## Your instructions:
Select the lines of the records containing the word "crate" and list them.

## Given records:
* * * *

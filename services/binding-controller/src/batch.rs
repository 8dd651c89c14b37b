//! Label-selector lookups and bulk work deletion.

use fanout_api::{ClusterResourceBinding, LabelSet, ResourceBinding, Work};
use tracing::{error, info};

use crate::error::{ControllerResult, ErrorAggregate};
use crate::store::Store;

/// Whether the caller should retry later.
#[derive(Debug, Clone, Copy, PartialEq, Eq, Default)]
pub enum Requeue {
    #[default]
    No,
    Yes,
}

impl Requeue {
    pub fn is_requested(self) -> bool {
        self == Requeue::Yes
    }
}

/// Works matching the label selector.
pub async fn get_works(store: &dyn Store, selector: &LabelSet) -> ControllerResult<Vec<Work>> {
    Ok(store.list_works(selector).await?)
}

/// Resource bindings matching the label selector.
pub async fn get_resource_bindings(
    store: &dyn Store,
    selector: &LabelSet,
) -> ControllerResult<Vec<ResourceBinding>> {
    Ok(store.list_resource_bindings(selector).await?)
}

/// Cluster resource bindings matching the label selector.
pub async fn get_cluster_resource_bindings(
    store: &dyn Store,
    selector: &LabelSet,
) -> ControllerResult<Vec<ClusterResourceBinding>> {
    Ok(store.list_cluster_resource_bindings(selector).await?)
}

/// Delete every work matching the label selector.
///
/// All deletions are attempted even when some fail; the failures come back
/// as one aggregate error together with [`Requeue::Yes`]. Matching nothing
/// is a success.
pub async fn delete_works(store: &dyn Store, selector: &LabelSet) -> (Requeue, ControllerResult<()>) {
    let works = match get_works(store, selector).await {
        Ok(works) => works,
        Err(e) => {
            error!(selector = ?selector, error = %e, "Failed to get works by label");
            return (Requeue::Yes, Err(e));
        }
    };

    let mut errs = ErrorAggregate::new();
    for work in &works {
        match store
            .delete_work(&work.metadata.namespace, &work.metadata.name)
            .await
        {
            Ok(()) => info!(work = %work.metadata.key(), "Deleted work"),
            Err(e) if e.is_not_found() => {}
            Err(e) => {
                error!(work = %work.metadata.key(), error = %e, "Failed to delete work");
                errs.push(e);
            }
        }
    }

    if errs.is_empty() {
        (Requeue::No, Ok(()))
    } else {
        (Requeue::Yes, errs.into_result())
    }
}
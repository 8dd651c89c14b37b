//! Weighted replica allocation.

use std::collections::BTreeMap;

use fanout_api::{Cluster, WeightTable};

/// A cluster and the weight its first matching rule assigned.
#[derive(Debug, Clone, PartialEq, Eq)]
pub struct ClusterWeight {
    pub cluster_name: String,
    pub weight: i64,
}

/// Sort clusters by weight descending, then by name ascending.
pub fn sort_by_weight(weights: &BTreeMap<String, i64>) -> Vec<ClusterWeight> {
    let mut sorted: Vec<ClusterWeight> = weights
        .iter()
        .map(|(name, weight)| ClusterWeight {
            cluster_name: name.clone(),
            weight: *weight,
        })
        .collect();
    sorted.sort_by(|a, b| {
        b.weight
            .cmp(&a.weight)
            .then_with(|| a.cluster_name.cmp(&b.cluster_name))
    });
    sorted
}

/// Split `total_replicas` across `clusters` by the weights in `table`.
///
/// Each cluster takes the weight of the first rule that matches it. Matched
/// clusters receive `floor(weight * total / weight_sum)`; the remaining
/// replicas go one at a time to matched clusters with a positive weight in
/// [`sort_by_weight`] order, wrapping modulo the number of those clusters.
///
/// Every candidate appears in the result. Unmatched clusters get 0, and when
/// nothing matched (or the weight sum is 0) every cluster gets 0. Negative
/// totals and weights count as 0. Duplicate cluster names are counted once.
pub fn allocate_replicas(
    total_replicas: i32,
    clusters: &[Cluster],
    table: &WeightTable,
) -> BTreeMap<String, i64> {
    let total = i128::from(total_replicas.max(0));

    let mut allocation = BTreeMap::new();
    let mut matched = BTreeMap::new();
    for cluster in clusters {
        if allocation.insert(cluster.name().to_string(), 0i64).is_some() {
            continue;
        }
        if let Some(weight) = table.weight_for(cluster) {
            matched.insert(cluster.name().to_string(), weight.max(0));
        }
    }

    let weight_sum: i128 = matched.values().map(|w| i128::from(*w)).sum();
    if weight_sum == 0 {
        return allocation;
    }

    let mut allocated: i128 = 0;
    for (name, weight) in &matched {
        let share = i128::from(*weight) * total / weight_sum;
        allocated += share;
        // share <= total, which came from an i32
        allocation.insert(name.clone(), share as i64);
    }

    let remainder = usize::try_from(total - allocated).unwrap_or(0);
    let receivers: Vec<ClusterWeight> = sort_by_weight(&matched)
        .into_iter()
        .filter(|c| c.weight > 0)
        .collect();
    for receiver in receivers.iter().cycle().take(remainder) {
        if let Some(replicas) = allocation.get_mut(&receiver.cluster_name) {
            *replicas += 1;
        }
    }

    allocation
}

* * * *

## Answer:
use crate::error::{ControllerResult, ErrorAggregate};
use crate::store::Store;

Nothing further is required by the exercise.